Recently, the Chinese government announced that it will utilize blockchain technology for social taxation, increased tax revenue and electronic invoicing.s. The blockchain network is currently in development and will be fully operational in October of this year. The name of this blockchain will most likely be GACHAIN: Government Affairs BlockCHAIN
There are several reasons why China is taking this step:
- China’s current tax collecting procedures feature slow tax reporting times and insufficient coordination.
“By taking advantage of GACHAIN’s ability to regulate, trace back, and circulate documents easily, prevent falsification, high rate of concurrency, and external interface benefits, we can cover the entire process workflow from electronic invoice generation through the end of the process without increasing costs for those involved.”
. - In 2016, China reported a tax revenue of RMB 16 trillion (approx. USD $2.4 trillion), ranking no. 2 in the world (the USA topped the list with approx. USD $6.5 trillion). Tax evasion is expected to be combated by applying blockchain technology to tax collection and electronic invoices.

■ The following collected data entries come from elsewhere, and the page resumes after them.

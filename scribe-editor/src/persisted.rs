//! The record stored under the `"state"` key, and its validating reader.
//!
//! ```json
//! { "lastModified": 1700000000000, "files": [...], "config": {...},
//!   "path": "/notes/a.md", "markdownMode": false, "collab": {"room": "r"},
//!   "text": {"doc": ..., "selection": ...}, "ydocBytesBase64": "AQID" }
//! ```
//!
//! Reading checks the structure in a fixed order (JSON, config, persisted
//! text, state shape, each file) and reports the first failure with the
//! offending payload attached.

use base64::engine::general_purpose::STANDARD;
use base64::Engine;
use scribe_core::snapshot::base64_bytes;
use scribe_core::{Config, DocumentSnapshot, EditorText, ServiceError, Timestamp};
use serde::{Deserialize, Serialize};
use serde_json::{Map, Value};

/// Key the editor state lives under in the durable store.
pub const STATE_KEY: &str = "state";

#[derive(Debug, Clone, Default, PartialEq, Serialize, Deserialize)]
pub struct PersistedCollab {
    #[serde(default, skip_serializing_if = "Option::is_none")]
    pub room: Option<String>,
}

#[derive(Debug, Clone, PartialEq, Serialize)]
#[serde(rename_all = "camelCase")]
pub struct PersistedState {
    #[serde(skip_serializing_if = "Option::is_none")]
    pub last_modified: Option<Timestamp>,
    pub files: Vec<DocumentSnapshot>,
    pub config: Config,
    #[serde(skip_serializing_if = "Option::is_none")]
    pub path: Option<String>,
    pub markdown_mode: bool,
    pub collab: PersistedCollab,
    #[serde(skip_serializing_if = "Option::is_none")]
    pub text: Option<EditorText>,
    #[serde(skip_serializing_if = "Option::is_none", with = "base64_bytes")]
    pub ydoc_bytes_base64: Option<Vec<u8>>,
}

impl PersistedState {
    pub fn to_json(&self) -> Result<Vec<u8>, ServiceError> {
        serde_json::to_vec(self).map_err(ServiceError::exception)
    }

    /// Parse and validate a stored record. `defaults` is the config the
    /// stored one is merged over.
    pub fn from_json(bytes: &[u8], defaults: &Config) -> Result<Self, ServiceError> {
        let raw: Value = serde_json::from_slice(bytes).map_err(|_| {
            ServiceError::InvalidState(Value::String(String::from_utf8_lossy(bytes).into_owned()))
        })?;
        let Some(obj) = raw.as_object() else {
            return Err(ServiceError::InvalidState(raw));
        };

        let config = read_config(obj.get("config"), defaults)?;
        let text = read_text(obj.get("text"))?;
        check_state_shape(&raw, obj)?;

        let files = match obj.get("files") {
            Some(Value::Array(files)) => files
                .iter()
                .map(read_file)
                .collect::<Result<Vec<_>, _>>()?,
            _ => Vec::new(),
        };

        let last_modified = match obj.get("lastModified") {
            None | Some(Value::Null) => None,
            Some(value) => Some(
                serde_json::from_value::<Timestamp>(value.clone())
                    .map_err(|_| ServiceError::InvalidState(raw.clone()))?,
            ),
        };

        let path = match obj.get("path") {
            None | Some(Value::Null) => None,
            Some(Value::String(path)) => Some(path.clone()),
            Some(_) => return Err(ServiceError::InvalidState(raw)),
        };

        let ydoc_bytes_base64 = match obj.get("ydocBytesBase64") {
            None | Some(Value::Null) => None,
            Some(Value::String(encoded)) => Some(
                STANDARD
                    .decode(encoded)
                    .map_err(|_| ServiceError::InvalidState(raw.clone()))?,
            ),
            Some(_) => return Err(ServiceError::InvalidState(raw)),
        };

        Ok(Self {
            last_modified,
            files,
            config,
            path,
            markdown_mode: obj
                .get("markdownMode")
                .and_then(Value::as_bool)
                .unwrap_or(false),
            collab: PersistedCollab {
                room: obj
                    .get("collab")
                    .and_then(|c| c.get("room"))
                    .and_then(Value::as_str)
                    .map(str::to_string),
            },
            text,
            ydoc_bytes_base64,
        })
    }
}

// ─── Validation steps ───────────────────────────────────────────────

/// Stored config merged over `defaults`; `theme`, `codeTheme` and `font`
/// must be absent or strings.
fn read_config(stored: Option<&Value>, defaults: &Config) -> Result<Config, ServiceError> {
    let mut merged = match serde_json::to_value(defaults) {
        Ok(Value::Object(map)) => map,
        _ => Map::new(),
    };
    if let Some(Value::Object(stored)) = stored {
        for (key, value) in stored {
            merged.insert(key.clone(), value.clone());
        }
    }
    let merged = Value::Object(merged);

    let text_field_ok = |key: &str| matches!(merged.get(key), None | Some(Value::String(_)));
    if !["theme", "codeTheme", "font"].into_iter().all(text_field_ok) {
        return Err(ServiceError::InvalidConfig(merged));
    }
    serde_json::from_value(merged.clone()).map_err(|_| ServiceError::InvalidConfig(merged))
}

fn read_text(stored: Option<&Value>) -> Result<Option<EditorText>, ServiceError> {
    let Some(value) = stored.filter(|v| is_truthy(v)) else {
        return Ok(None);
    };
    if !EditorText::looks_like(value) {
        return Err(ServiceError::InvalidState(value.clone()));
    }
    serde_json::from_value(value.clone())
        .map(Some)
        .map_err(|_| ServiceError::InvalidState(value.clone()))
}

/// `files` is an array and `lastModified` is not a string.
fn check_state_shape(raw: &Value, obj: &Map<String, Value>) -> Result<(), ServiceError> {
    let files_ok = matches!(obj.get("files"), Some(Value::Array(_)));
    let last_modified_ok = !matches!(obj.get("lastModified"), Some(Value::String(_)));
    if files_ok && last_modified_ok {
        Ok(())
    } else {
        Err(ServiceError::InvalidState(raw.clone()))
    }
}

/// A file must carry content, a path or CRDT bytes.
fn read_file(value: &Value) -> Result<DocumentSnapshot, ServiceError> {
    let has_payload = ["content", "path", "crdtBytes"]
        .into_iter()
        .any(|key| value.get(key).is_some_and(is_truthy));
    if !has_payload {
        return Err(ServiceError::InvalidFile(value.clone()));
    }
    serde_json::from_value(value.clone()).map_err(|_| ServiceError::InvalidFile(value.clone()))
}

fn is_truthy(value: &Value) -> bool {
    match value {
        Value::Null => false,
        Value::Bool(b) => *b,
        Value::Number(n) => n.as_f64().is_some_and(|n| n != 0.0),
        Value::String(s) => !s.is_empty(),
        Value::Array(_) | Value::Object(_) => true,
    }
}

. - Online stores of China’s e-commerce powerhouses such as Taobao (com), Tmall (tmall.com) and WeChat still have not been incorporated into China’s taxation system to date. Once blockchain technology realizes the ability for electronic invoices and tax agents, the aforementioned online stores will then be subject to taxation, contributing to a huge sum in tax revenue.

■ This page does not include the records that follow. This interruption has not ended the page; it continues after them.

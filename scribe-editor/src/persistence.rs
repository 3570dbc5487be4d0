//! Persistence gateway: debounced background writer for the editor state.
//!
//! ```text
//! Controller ──schedule(record)──► mpsc ──► writer task
//!                                            │ pending slot (latest record)
//!                                            │ quiet for `debounce`
//!                                            ▼
//!                                  DurableStore "state" + path-bound file
//! ```
//!
//! Each schedule replaces the pending record and restarts the quiet
//! period. A write in progress runs to completion; records scheduled
//! meanwhile wait for the next cycle. Dropping the gateway writes whatever
//! is still pending. Failures are logged, never surfaced.

use std::future::Future;
use std::sync::Arc;
use std::time::Duration;

use scribe_collab::DurableStore;
use scribe_core::ServiceError;
use tokio::runtime::Handle;
use tokio::sync::{mpsc, oneshot};

use crate::files::FileSource;
use crate::persisted::STATE_KEY;

/// Everything one save writes, captured when it was scheduled.
#[derive(Debug, Clone, PartialEq)]
pub struct SaveRecord {
    pub state: Vec<u8>,
    /// Markdown for the file the document is bound to.
    pub file: Option<(String, String)>,
}

enum Command {
    Schedule(SaveRecord),
    Flush(oneshot::Sender<()>),
}

pub struct PersistenceGateway {
    tx: mpsc::UnboundedSender<Command>,
}

impl PersistenceGateway {
    /// Start the writer task. Must be called inside a tokio runtime.
    pub fn spawn(
        store: Arc<dyn DurableStore>,
        files: Arc<dyn FileSource>,
        debounce: Duration,
    ) -> Result<Self, ServiceError> {
        let runtime = Handle::try_current().map_err(ServiceError::exception)?;
        let (tx, rx) = mpsc::unbounded_channel();
        let writer = Writer { store, files, debounce };
        runtime.spawn(writer.run(rx));
        Ok(Self { tx })
    }

    pub fn schedule(&self, record: SaveRecord) {
        if self.tx.send(Command::Schedule(record)).is_err() {
            log::warn!("Persistence writer stopped; dropping save");
        }
    }

    /// Write the pending record now; the returned future resolves once
    /// it is written.
    pub fn flush(&self) -> impl Future<Output = ()> + Send + 'static {
        let (ack, done) = oneshot::channel();
        let sent = self.tx.send(Command::Flush(ack)).is_ok();
        async move {
            if sent {
                let _ = done.await;
            }
        }
    }
}

struct Writer {
    store: Arc<dyn DurableStore>,
    files: Arc<dyn FileSource>,
    debounce: Duration,
}

impl Writer {
    async fn run(self, mut rx: mpsc::UnboundedReceiver<Command>) {
        let mut pending: Option<SaveRecord> = None;
        loop {
            let command = if pending.is_some() {
                tokio::select! {
                    command = rx.recv() => command,
                    _ = tokio::time::sleep(self.debounce) => {
                        if let Some(record) = pending.take() {
                            self.write(record).await;
                        }
                        continue;
                    }
                }
            } else {
                rx.recv().await
            };

            match command {
                Some(Command::Schedule(record)) => pending = Some(record),
                Some(Command::Flush(ack)) => {
                    if let Some(record) = pending.take() {
                        self.write(record).await;
                    }
                    let _ = ack.send(());
                }
                None => {
                    if let Some(record) = pending.take() {
                        self.write(record).await;
                    }
                    log::debug!("Persistence writer shut down");
                    return;
                }
            }
        }
    }

    async fn write(&self, record: SaveRecord) {
        let store = self.store.clone();
        let state = record.state;
        match tokio::task::spawn_blocking(move || store.put(STATE_KEY, &state)).await {
            Ok(Ok(())) => log::debug!("Saved editor state"),
            Ok(Err(e)) => log::warn!("Failed to save editor state: {}", e),
            Err(e) => log::warn!("Save task failed: {}", e),
        }

        if let Some((path, markdown)) = record.file {
            if let Err(e) = self.files.write(&path, &markdown).await {
                log::warn!("Failed to write {}: {}", path, e);
            }
        }
    }
}

#[cfg(test)]
mod tests {
    use super::*;
    use crate::files::MemoryFiles;
    use scribe_collab::{MemoryStore, StoreError};
    use std::sync::atomic::{AtomicUsize, Ordering};

    /// Counts writes on top of a memory store.
    #[derive(Default)]
    struct CountingStore {
        inner: MemoryStore,
        puts: AtomicUsize,
    }

    impl DurableStore for CountingStore {
        fn get(&self, key: &str) -> Result<Option<Vec<u8>>, StoreError> {
            self.inner.get(key)
        }

        fn put(&self, key: &str, value: &[u8]) -> Result<(), StoreError> {
            self.puts.fetch_add(1, Ordering::SeqCst);
            self.inner.put(key, value)
        }

        fn delete(&self, key: &str) -> Result<(), StoreError> {
            self.inner.delete(key)
        }
    }

    struct FailingStore;

    impl DurableStore for FailingStore {
        fn get(&self, _: &str) -> Result<Option<Vec<u8>>, StoreError> {
            Ok(None)
        }

        fn put(&self, _: &str, _: &[u8]) -> Result<(), StoreError> {
            Err(StoreError::Database("disk full".into()))
        }

        fn delete(&self, _: &str) -> Result<(), StoreError> {
            Ok(())
        }
    }

    fn record(state: &str) -> SaveRecord {
        SaveRecord {
            state: state.as_bytes().to_vec(),
            file: None,
        }
    }

    #[tokio::test]
    async fn test_burst_writes_only_last_record() {
        let store = Arc::new(CountingStore::default());
        let gateway = PersistenceGateway::spawn(
            store.clone(),
            Arc::new(MemoryFiles::new()),
            Duration::from_millis(50),
        )
        .unwrap();

        for i in 0..10 {
            gateway.schedule(record(&format!("{{\"n\":{i}}}")));
        }
        tokio::time::sleep(Duration::from_millis(200)).await;

        assert_eq!(store.puts.load(Ordering::SeqCst), 1);
        assert_eq!(store.get(STATE_KEY).unwrap().as_deref(), Some(&b"{\"n\":9}"[..]));
    }

    #[tokio::test]
    async fn test_nothing_written_before_quiet_period() {
        let store = Arc::new(CountingStore::default());
        let gateway = PersistenceGateway::spawn(
            store.clone(),
            Arc::new(MemoryFiles::new()),
            Duration::from_secs(60),
        )
        .unwrap();

        gateway.schedule(record("{}"));
        tokio::time::sleep(Duration::from_millis(50)).await;
        assert_eq!(store.puts.load(Ordering::SeqCst), 0);

        gateway.flush().await;
        assert_eq!(store.puts.load(Ordering::SeqCst), 1);
    }

    #[tokio::test]
    async fn test_path_bound_record_writes_file() {
        let files = MemoryFiles::new();
        let gateway = PersistenceGateway::spawn(
            Arc::new(MemoryStore::new()),
            Arc::new(files.clone()),
            Duration::from_millis(10),
        )
        .unwrap();

        gateway.schedule(SaveRecord {
            state: b"{}".to_vec(),
            file: Some(("/notes/a.md".into(), "hello\n".into())),
        });
        gateway.flush().await;
        assert_eq!(files.contents("/notes/a.md").as_deref(), Some("hello\n"));
    }

    #[tokio::test]
    async fn test_store_failure_is_not_fatal() {
        let gateway = PersistenceGateway::spawn(
            Arc::new(FailingStore),
            Arc::new(MemoryFiles::new()),
            Duration::from_millis(10),
        )
        .unwrap();

        gateway.schedule(record("{}"));
        gateway.flush().await;
        gateway.schedule(record("{}"));
        gateway.flush().await;
    }

    #[test]
    fn test_spawn_requires_runtime() {
        let result = PersistenceGateway::spawn(
            Arc::new(MemoryStore::new()),
            Arc::new(MemoryFiles::new()),
            Duration::from_millis(10),
        );
        assert!(matches!(result, Err(ServiceError::Exception(_))));
    }
}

The difference between GACHAIN and existing blockchains
Shenzhen ChainHold Technology Investment., a blockchain tech firm with widespread cooperation with research institutes both at home and abroad, is developing GACHAIN. It has test-run a network and is expected to launch v0.01 in October of this year.

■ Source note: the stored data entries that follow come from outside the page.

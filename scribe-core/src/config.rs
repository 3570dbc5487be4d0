//! Editor configuration.
//!
//! `Config` is always fully populated; partial updates travel as a
//! [`ConfigPatch`] and are merged field by field, so a patch never drops
//! a field it does not mention.

use serde::{Deserialize, Serialize};

pub const DEFAULT_FONT_SIZE: f64 = 24.0;
pub const DEFAULT_CONTENT_WIDTH: f64 = 800.0;

/// Code formatter preferences.
#[derive(Debug, Clone, PartialEq, Serialize, Deserialize)]
#[serde(rename_all = "camelCase", default)]
pub struct PrettierConfig {
    pub print_width: u32,
    pub tab_width: u32,
    pub use_tabs: bool,
    pub semi: bool,
    pub single_quote: bool,
}

impl Default for PrettierConfig {
    fn default() -> Self {
        Self {
            print_width: 80,
            tab_width: 2,
            use_tabs: false,
            semi: false,
            single_quote: true,
        }
    }
}

#[derive(Debug, Clone, PartialEq, Serialize, Deserialize)]
#[serde(rename_all = "camelCase", default)]
pub struct Config {
    #[serde(skip_serializing_if = "Option::is_none")]
    pub theme: Option<String>,
    #[serde(skip_serializing_if = "Option::is_none")]
    pub code_theme: Option<String>,
    #[serde(skip_serializing_if = "Option::is_none")]
    pub font: Option<String>,
    pub font_size: f64,
    pub content_width: f64,
    pub always_on_top: bool,
    pub typewriter_mode: bool,
    pub prettier: PrettierConfig,
}

impl Default for Config {
    fn default() -> Self {
        Self {
            theme: None,
            code_theme: None,
            font: None,
            font_size: DEFAULT_FONT_SIZE,
            content_width: DEFAULT_CONTENT_WIDTH,
            always_on_top: false,
            typewriter_mode: false,
            prettier: PrettierConfig::default(),
        }
    }
}

/// A partial [`Config`]. `None` means "leave as is".
#[derive(Debug, Clone, Default, PartialEq, Serialize, Deserialize)]
#[serde(rename_all = "camelCase", default)]
pub struct ConfigPatch {
    #[serde(skip_serializing_if = "Option::is_none")]
    pub theme: Option<String>,
    #[serde(skip_serializing_if = "Option::is_none")]
    pub code_theme: Option<String>,
    #[serde(skip_serializing_if = "Option::is_none")]
    pub font: Option<String>,
    #[serde(skip_serializing_if = "Option::is_none")]
    pub font_size: Option<f64>,
    #[serde(skip_serializing_if = "Option::is_none")]
    pub content_width: Option<f64>,
    #[serde(skip_serializing_if = "Option::is_none")]
    pub always_on_top: Option<bool>,
    #[serde(skip_serializing_if = "Option::is_none")]
    pub typewriter_mode: Option<bool>,
    #[serde(skip_serializing_if = "Option::is_none")]
    pub prettier: Option<PrettierConfig>,
}

impl ConfigPatch {
    pub fn is_empty(&self) -> bool {
        *self == Self::default()
    }

    /// Keep only the fields mirrored through a collaboration session.
    pub fn shared_subset(&self) -> ConfigPatch {
        ConfigPatch {
            font: self.font.clone(),
            font_size: self.font_size,
            content_width: self.content_width,
            ..Default::default()
        }
    }
}

impl Config {
    /// Returns a new config with every field set in `patch` replaced.
    pub fn merge(&self, patch: &ConfigPatch) -> Config {
        Config {
            theme: patch.theme.clone().or_else(|| self.theme.clone()),
            code_theme: patch.code_theme.clone().or_else(|| self.code_theme.clone()),
            font: patch.font.clone().or_else(|| self.font.clone()),
            font_size: patch.font_size.unwrap_or(self.font_size),
            content_width: patch.content_width.unwrap_or(self.content_width),
            always_on_top: patch.always_on_top.unwrap_or(self.always_on_top),
            typewriter_mode: patch.typewriter_mode.unwrap_or(self.typewriter_mode),
            prettier: patch
                .prettier
                .clone()
                .unwrap_or_else(|| self.prettier.clone()),
        }
    }

    /// Whether applying `patch` would change anything.
    pub fn differs(&self, patch: &ConfigPatch) -> bool {
        self.merge(patch) != *self
    }

    pub fn is_dark_theme(&self) -> bool {
        self.theme
            .as_deref()
            .and_then(Theme::by_name)
            .is_some_and(|theme| theme.dark)
    }

    /// Theme auto-detected from the host preference.
    ///
    /// Only applies when `force` is set or no theme was chosen explicitly;
    /// returns an empty patch when the current theme already matches.
    pub fn theme_for(&self, prefers_dark: bool, force: bool) -> ConfigPatch {
        let update = force || self.theme.is_none();
        let dark = self.is_dark_theme();
        if update && prefers_dark && !dark {
            ConfigPatch {
                theme: Some("dark".into()),
                code_theme: Some("material-dark".into()),
                ..Default::default()
            }
        } else if update && !prefers_dark && dark {
            ConfigPatch {
                theme: Some("light".into()),
                code_theme: Some("material-light".into()),
                ..Default::default()
            }
        } else {
            ConfigPatch::default()
        }
    }
}

// ─── Themes ─────────────────────────────────────────────────────────

/// Built-in color theme.
#[derive(Debug, Clone, Copy, PartialEq, Eq)]
pub struct Theme {
    pub name: &'static str,
    pub dark: bool,
    pub primary_background: &'static str,
    pub primary_foreground: &'static str,
}

pub const THEMES: [Theme; 5] = [
    Theme {
        name: "light",
        dark: false,
        primary_background: "#0b7dff",
        primary_foreground: "#ffffff",
    },
    Theme {
        name: "sand",
        dark: false,
        primary_background: "#b57a3c",
        primary_foreground: "#fffcf4",
    },
    Theme {
        name: "dark",
        dark: true,
        primary_background: "#d35ce5",
        primary_foreground: "#000000",
    },
    Theme {
        name: "solarized",
        dark: true,
        primary_background: "#268bd2",
        primary_foreground: "#002b36",
    },
    Theme {
        name: "material",
        dark: true,
        primary_background: "#80cbc4",
        primary_foreground: "#263238",
    },
];

impl Theme {
    pub fn by_name(name: &str) -> Option<&'static Theme> {
        THEMES.iter().find(|theme| theme.name == name)
    }
}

ChainHold CEO Lin Wan remarked:
“The difference between GACHAIN and existing blockchains lies in its unique algorithm of Smart Law, which migrates existing policies, laws, and regulations to GACHAIN and has a hierarchy of administration. All smart contracts are administered within the framework of Smart Law and developed separately in accordance with the needs of government bodies. The business of the government bodies is handled separately as part of an integrated organism. It’s safe to say that GACHAIN is a sovereign blockchain that puts the decision making and regulatory rights into the hands of the government, meanwhile enabling every citizen to control his digital assets in GACHAIN. This will facilitate Chinese government control over blockchain projects and ICO.”
With regards to blockchain’s feature of complete decentralization, which has been lauded by anarchists, Lin Wan said:
“Existing blockchain projects are disconnected from reality, and how to link the blockchain network to reality is an issue for deep consideration. I think that the key is to have government bodies acknowledge what’s in the blockchain, such as copyright ownership, the attributes of business organs, and property transactions, but with the prerequisite that they must conform to laws and regulations. When these two points are fulfilled, the blockchain and real world can be linked seamlessly. GACHAIN is designed and developed with this concept in mind. In other words, GACHAIN is – Blockchainn as Government Affairs. But meanwhile, GACHAIN has the attributes of decentralization, where smart contracts can be compiled, and one can protect his digital assets from being stolen by any organization of power and issue ICO. Of course, ICO must be approved by the regulatory body in GACHAIN.”
The design of GACHAIN is no doubt a trail blazer for effectively linking the real world with the blockchain community and a bold effort for taxation authorities to use blockchain technology in social tax collection and electronic invoice issuance.